How It Works: You can run vmalert with special flags (-replay.timeStart, -replay.timeEnd) to make it re-crunch the numbers against your historical data. VictoriaMetrics is a champ at ingesting this backfilled data efficiently, no matter the timestamp, without any performance hits.

Here’s an example of how Mathias invoked vmalert for backfilling:

#!/bin/bash
docker run  -v ./stream.yaml:/etc/vmalert/stream.yaml \ 
quay.io/victoriametrics/vmalert:v1.118.0 /vmalert-prod \
 -rule=/rules/stream.yml \
 -datasource.url=http://victoriametrics:8428 \
 -remoteWrite.url=http://victoriametrics:8428 \
 -replay.timeFrom=2025-05-00T00:00:00Z

(Based on the command structure Mathias was building and explaining) Make sure the rule file (stream.yaml in this case) contains the corrected recording rule.
Important Note on Data: As Roman, one of VictoriaMetrics’ co-founders, clarified during the Tech Talk, backfilling a recording rule writes a new time series with that recording rule’s name for the period you specify. It doesn’t go back and change an existing time series. If the rule was missing or wrong for that past period, this new series will hold the historically accurate calculations. If some data for that rule and period already existed, VictoriaMetrics’ deduplication smarts might come into play.

Mathias showed this by fixing a recording rule for http_average_latency.
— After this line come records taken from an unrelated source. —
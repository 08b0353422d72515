use chrono::NaiveDate;
use std::collections::HashMap;
use tracing::{debug, instrument};

use crate::api::ApiClient;
use crate::error::Result;
use crate::models::{AttendanceRecord, ReportFilter};

/// The dependency set of one logical report query. Changing any component
/// re-queries; changing only limit/offset is pagination within the same
/// query.
#[derive(Debug, Clone, PartialEq, Eq, Hash)]
struct QueryKey {
    start_date: NaiveDate,
    end_date: NaiveDate,
    timezone: String,
}

impl QueryKey {
    fn of(filter: &ReportFilter) -> Self {
        Self {
            start_date: filter.start_date,
            end_date: filter.end_date,
            timezone: filter.timezone.clone(),
        }
    }
}

/// Holds the attendance-history filter and re-issues the report fetch
/// whenever its offset changes or a new filter is applied. Pages fetched
/// under the current query key are cached so pagination can show a known
/// page while the fetch is in flight; the cache is dropped when the key
/// changes.
pub struct ReportQueryController {
    api: ApiClient,
    token: String,
    filter: ReportFilter,
    key: QueryKey,
    pages: HashMap<u32, Vec<AttendanceRecord>>,
    records: Vec<AttendanceRecord>,
    is_loading: bool,
    is_error: bool,
}

impl ReportQueryController {
    pub fn new(api: ApiClient, token: impl Into<String>, filter: ReportFilter) -> Self {
        let key = QueryKey::of(&filter);
        Self {
            api,
            token: token.into(),
            filter,
            key,
            pages: HashMap::new(),
            records: Vec::new(),
            is_loading: false,
            is_error: false,
        }
    }

    pub fn filter(&self) -> &ReportFilter {
        &self.filter
    }

    /// Records of the current page.
    pub fn records(&self) -> &[AttendanceRecord] {
        &self.records
    }

    /// `isLoading` analog: set for the duration of the fetch inside
    /// `refetch`. Callers hold `&mut self` across that await, so this reads
    /// `true` only from a concurrent harness watching mid-flight.
    pub fn is_loading(&self) -> bool {
        self.is_loading
    }

    pub fn is_error(&self) -> bool {
        self.is_error
    }

    /// Last-page heuristic: "Next" stays enabled only while the current page
    /// came back full. A full final page is indistinguishable from a
    /// non-final one without a total count from the server.
    pub fn has_next(&self) -> bool {
        self.records.len() as u32 >= self.filter.limit
    }

    pub fn has_previous(&self) -> bool {
        self.filter.offset > 0
    }

    /// New filter submission: offset always resets to 0 before refetching.
    /// A changed date range or timezone drops the cached pages.
    #[instrument(skip(self, new_filter))]
    pub async fn apply_filter(&mut self, mut new_filter: ReportFilter) -> Result<()> {
        new_filter.offset = 0;

        let new_key = QueryKey::of(&new_filter);
        if new_key != self.key {
            debug!("query key changed, dropping cached pages");
            self.pages.clear();
            self.key = new_key;
        }

        self.filter = new_filter;
        self.refetch().await
    }

    /// Disabled (no-op) when the current page is already short of `limit`.
    pub async fn next_page(&mut self) -> Result<()> {
        if !self.has_next() {
            return Ok(());
        }
        let offset = self.filter.offset + self.filter.limit;
        self.set_offset(offset).await
    }

    /// Disabled (no-op) at offset 0; otherwise steps back one page, clamped
    /// at the lower bound.
    pub async fn previous_page(&mut self) -> Result<()> {
        if !self.has_previous() {
            return Ok(());
        }
        let offset = self.filter.offset.saturating_sub(self.filter.limit);
        self.set_offset(offset).await
    }

    /// Re-run the current query, e.g. after an attendance submission.
    pub async fn refresh(&mut self) -> Result<()> {
        self.refetch().await
    }

    // Every offset change funnels through here so the refetch effect cannot
    // be skipped.
    async fn set_offset(&mut self, offset: u32) -> Result<()> {
        if offset == self.filter.offset {
            return Ok(());
        }
        self.filter.offset = offset;

        // Known page for this offset: show it while the fetch runs.
        if let Some(cached) = self.pages.get(&offset) {
            self.records = cached.clone();
        }

        self.refetch().await
    }

    async fn refetch(&mut self) -> Result<()> {
        self.is_loading = true;

        let outcome = self
            .api
            .fetch_attendance_report(&self.filter, &self.token)
            .await;
        self.is_loading = false;

        match outcome {
            Ok(records) => {
                debug!(
                    offset = self.filter.offset,
                    count = records.len(),
                    "report page fetched"
                );
                self.pages.insert(self.filter.offset, records.clone());
                self.records = records;
                self.is_error = false;
                Ok(())
            }
            Err(err) => {
                self.is_error = true;
                Err(err)
            }
        }
    }
}
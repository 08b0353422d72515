use tracing::{instrument, warn};
use validator::{ValidationError, ValidationErrors};

use crate::api::ApiClient;
use crate::error::{ClientError, Result};
use crate::geo::{CameraCapture, Coordinates, Geocoder, LocationProvider};
use crate::models::{AttendanceRecord, AttendanceStatus, AttendanceSubmission, CapturedPhoto};
use crate::notify::Notifier;
use crate::report::ReportQueryController;

/// Where the mark-attendance screen currently is. Submission failure drops
/// back to `LocationResolved` with captured data intact so the user can
/// retry; success loops to `Idle`.
#[derive(Debug, Clone, Copy, PartialEq, Eq)]
pub enum MarkState {
    Idle,
    LocationRequested,
    LocationResolved,
    CapturePending,
    CaptureComplete,
    Submitting,
}

pub struct MarkAttendanceController<'a> {
    api: &'a ApiClient,
    geocoder: &'a Geocoder,
    token: String,
    notifier: &'a dyn Notifier,
    state: MarkState,
    coordinates: Option<Coordinates>,
    location: Option<String>,
    photo: Option<CapturedPhoto>,
}

fn location_required() -> ClientError {
    let mut errors = ValidationErrors::new();
    let mut error = ValidationError::new("required");
    error.message = Some("Location is required".into());
    errors.add("location", error);
    ClientError::Validation { errors }
}

impl<'a> MarkAttendanceController<'a> {
    pub fn new(
        api: &'a ApiClient,
        geocoder: &'a Geocoder,
        token: impl Into<String>,
        notifier: &'a dyn Notifier,
    ) -> Self {
        Self {
            api,
            geocoder,
            token: token.into(),
            notifier,
            state: MarkState::Idle,
            coordinates: None,
            location: None,
            photo: None,
        }
    }

    pub fn state(&self) -> MarkState {
        self.state
    }

    pub fn coordinates(&self) -> Option<Coordinates> {
        self.coordinates
    }

    pub fn location(&self) -> Option<&str> {
        self.location.as_deref()
    }

    pub fn photo(&self) -> Option<&CapturedPhoto> {
        self.photo.as_ref()
    }

    /// Ask the positioning capability for coordinates, then turn them into a
    /// display string via the geocoding provider.
    #[instrument(name = "resolve_location", skip(self, provider))]
    pub async fn resolve_location(&mut self, provider: &dyn LocationProvider) -> Result<()> {
        self.state = MarkState::LocationRequested;

        let coords = match provider.current_coordinates().await {
            Ok(coords) => coords,
            Err(err) => {
                self.notifier.error(&err.to_string());
                self.state = MarkState::Idle;
                return Err(err);
            }
        };

        let location = match self.geocoder.reverse(coords).await {
            Ok(location) => location,
            Err(err) => {
                self.notifier.error(&err.to_string());
                self.state = MarkState::Idle;
                return Err(err);
            }
        };

        self.coordinates = Some(coords);
        self.location = Some(location);
        self.state = MarkState::LocationResolved;
        Ok(())
    }

    /// Optional step after the location is resolved.
    pub async fn capture_photo(&mut self, camera: &dyn CameraCapture) -> Result<()> {
        if !matches!(
            self.state,
            MarkState::LocationResolved | MarkState::CaptureComplete
        ) {
            return Err(location_required());
        }

        self.state = MarkState::CapturePending;

        match camera.capture_still_image().await {
            Ok(photo) => {
                self.photo = Some(photo);
                self.state = MarkState::CaptureComplete;
                Ok(())
            }
            Err(err) => {
                self.notifier.error(&err.to_string());
                self.state = if self.photo.is_some() {
                    MarkState::CaptureComplete
                } else {
                    MarkState::LocationResolved
                };
                Err(err)
            }
        }
    }

    /// Submit the attendance mark. Requires a resolved location; on success
    /// the dependent report query is refetched and the screen resets.
    #[instrument(name = "mark_submit", skip(self, report), fields(status = %status))]
    pub async fn submit(
        &mut self,
        status: AttendanceStatus,
        report: &mut ReportQueryController,
    ) -> Result<AttendanceRecord> {
        let (Some(coords), Some(location)) = (self.coordinates, self.location.clone()) else {
            return Err(location_required());
        };

        let submission = AttendanceSubmission {
            longitude: coords.longitude,
            latitude: coords.latitude,
            location,
            status,
            photo: self.photo.clone(),
        };

        self.state = MarkState::Submitting;

        match self.api.submit_attendance(&submission, &self.token).await {
            Ok(record) => {
                self.notifier.success("Attendance marked successfully!");

                self.coordinates = None;
                self.location = None;
                self.photo = None;
                self.state = MarkState::Idle;

                if let Err(err) = report.refresh().await {
                    warn!(error = %err, "report refetch after submission failed");
                }

                Ok(record)
            }
            Err(err) => {
                self.notifier.error(&err.to_string());
                // captured data stays so the user can retry
                self.state = MarkState::LocationResolved;
                Err(err)
            }
        }
    }
}
use chrono::{DateTime, NaiveDate, Utc};
use serde::{Deserialize, Serialize};
use strum_macros::{Display, EnumString};

/// Profile fields nested inside a [`UserProfile`]. Server is authoritative;
/// mutated only through the profile-update operation.
#[derive(Debug, Clone, Serialize, Deserialize)]
#[serde(rename_all = "camelCase")]
pub struct ProfileDetails {
    pub first_name: String,
    pub last_name: String,
    #[serde(default)]
    pub phone: Option<String>,
    #[serde(default)]
    pub address: Option<String>,
    #[serde(default)]
    pub photo_url: Option<String>,
}

#[derive(Debug, Clone, Serialize, Deserialize)]
#[serde(rename_all = "camelCase")]
pub struct UserProfile {
    pub id: String,
    pub email: String,
    pub created_at: DateTime<Utc>,
    pub updated_at: DateTime<Utc>,
    #[serde(default)]
    pub deleted_at: Option<DateTime<Utc>>,
    pub profile: ProfileDetails,
}

/// Credential plus cached profile held by the client for the duration of a
/// login. Presence of a non-empty token means "authenticated".
#[derive(Debug, Clone)]
pub struct Session {
    pub token: String,
    pub user: UserProfile,
}

/// Response shape shared by login, register and profile update.
#[derive(Debug, Clone, Deserialize)]
pub struct AuthResponse {
    pub message: String,
    pub user: UserProfile,
    pub token: String,
}

#[derive(Debug, Clone, Deserialize)]
pub struct UserInfoResponse {
    pub data: UserInfo,
}

#[derive(Debug, Clone, Deserialize)]
#[serde(rename_all = "camelCase")]
pub struct UserInfo {
    pub email: String,
    pub profile: ProfileDetails,
}

#[derive(Debug, Clone, Copy, PartialEq, Eq, Serialize, Deserialize, Display, EnumString)]
#[serde(rename_all = "UPPERCASE")]
#[strum(serialize_all = "UPPERCASE", ascii_case_insensitive)]
pub enum AttendanceStatus {
    Present,
    Absent,
    Sick,
}

/// One attendance entry as the server reports it. Immutable from the
/// client's perspective; rendered read-only in the report table.
#[derive(Debug, Clone, Serialize, Deserialize)]
#[serde(rename_all = "camelCase")]
pub struct AttendanceRecord {
    pub id: String,
    pub timestamp: DateTime<Utc>,
    pub status: AttendanceStatus,
    pub location: String,
    #[serde(default)]
    pub longitude: Option<f64>,
    #[serde(default)]
    pub latitude: Option<f64>,
    #[serde(default)]
    pub photo_url: Option<String>,
}

#[derive(Debug, Clone, Deserialize)]
pub struct ReportResponse {
    pub attendance: Vec<AttendanceRecord>,
}

/// Date range, timezone and pagination parameters of the attendance history
/// query. Serialized straight into the report query string.
#[derive(Debug, Clone, PartialEq, Serialize)]
#[serde(rename_all = "camelCase")]
pub struct ReportFilter {
    pub start_date: NaiveDate,
    pub end_date: NaiveDate,
    pub timezone: String,
    pub limit: u32,
    pub offset: u32,
}

/// A single still frame captured for attendance proof.
#[derive(Debug, Clone)]
pub struct CapturedPhoto {
    pub bytes: Vec<u8>,
    pub file_name: String,
    pub mime: String,
}

/// Ephemeral multipart payload for `POST /attendance/mark`. Constructed per
/// submit, discarded once the request completes.
#[derive(Debug, Clone)]
pub struct AttendanceSubmission {
    pub longitude: f64,
    pub latitude: f64,
    pub location: String,
    pub status: AttendanceStatus,
    pub photo: Option<CapturedPhoto>,
}
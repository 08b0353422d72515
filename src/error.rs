use derive_more::{Display, Error};
use validator::ValidationErrors;

pub type Result<T> = std::result::Result<T, ClientError>;

/// Failure taxonomy of the client. Network failures are caught at the
/// controller boundary and shown as transient notifications; none are fatal
/// and the user may always retry the same action.
#[derive(Debug, Display, Error)]
pub enum ClientError {
    /// Non-2xx HTTP response from the attendance API. Carries the server's
    /// `message` field, or a per-operation fallback when the body has none.
    #[display(fmt = "{}", message)]
    Request { status: u16, message: String },

    /// The request never produced a response (connect, body or decode error).
    #[display(fmt = "request failed: {}", source)]
    Transport { source: reqwest::Error },

    /// Positioning or camera capture failed (permission denied, unsupported,
    /// provider error, no active stream).
    #[display(fmt = "{}", message)]
    Location { message: String },

    /// The geocoding provider returned no result for the coordinates.
    #[display(fmt = "location not found")]
    LocationNotFound,

    /// Transport or provider failure while reverse-geocoding.
    #[display(fmt = "geocoding failed: {}", message)]
    Geocode { message: String },

    /// Local required-field failures. Never reaches the network.
    #[display(fmt = "{}", errors)]
    Validation { errors: ValidationErrors },
}

impl From<reqwest::Error> for ClientError {
    fn from(source: reqwest::Error) -> Self {
        ClientError::Transport { source }
    }
}

impl From<ValidationErrors> for ClientError {
    fn from(errors: ValidationErrors) -> Self {
        ClientError::Validation { errors }
    }
}

impl ClientError {
    pub fn is_validation(&self) -> bool {
        matches!(self, ClientError::Validation { .. })
    }
}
Initially, it was missing a by operation, causing it to incorrectly sum up latencies instead of averaging them per instance.

Original (broken) rule might have looked like:

 - name: Blackbox SLO
   interval: 5m
   type: prometheus
   rules:
     - record: http:avg:latency:5m
       expr: 'avg(http_response_response_time[5m])'

Corrected rule (added by (instance, job) so the SLO is calculated per website instead of across all websites):

 - name: Blackbox SLO
   interval: 5m
   type: prometheus
   rules:
     - record: http:avg:latency:5m
       expr: 'avg(http_response_response_time[5m]) by (server)'

By running vmalert in replay mode with the corrected rule, he successfully generated the missing, accurate historical data. [cite: 520, 521]

Metric graph in Grafana showing backfilled data Grafana chart comparing original vs updated recording rules

Alerting Made Easy with VictoriaMetrics Cloud

#

For those who prefer a managed solution, VictoriaMetrics Cloud offers a super smooth way to set up alerting without needing to manage the vmalert and Alertmanager infrastructure yourself. Jose gave us a great walkthrough of this “easy button” approach:

Get Started: First, you create a VictoriaMetrics instance in the Cloud. For the demo, a small, single-node instance did the trick.
Send Your Data: Metrics can come from all sorts of places. Jose used an OpenTelemetry collector running in a Kubernetes cluster. The VictoriaMetrics Cloud UI is really helpful here, providing configuration snippets, including the endpoint URL and access token, to get your collectors sending data quickly.

Jose even showed how his OpenTelemetry collector was configured to send metrics to both a local VictoriaMetrics instance and his new VictoriaMetrics Cloud instance.

VictoriaMetrics Cloud dashboard with incoming metrics data

A snippet of the OpenTelemetry collector config (values.yaml for Helm) Jose used:

# otel-collector-config.yaml (simplified example)
exporters:
  otlphttp/to_vmcloud:
    endpoint: "YOUR_VICTORIAMETRICS_CLOUD_OTLP_HTTP_ENDPOINT" # [cite: 297, 302]
    headers:
      Authorization: "Bearer YOUR_ACCESS_TOKEN" # [cite: 297, 302]
# ... other collector configurations ...
service:
  pipelines:
    metrics:
      receivers: [otlp] # Or your specific receiver
      processors: [batch] # Or your processors
      exporters: [otlphttp/to_vmcloud] # Add other exporters if needed [cite: 307]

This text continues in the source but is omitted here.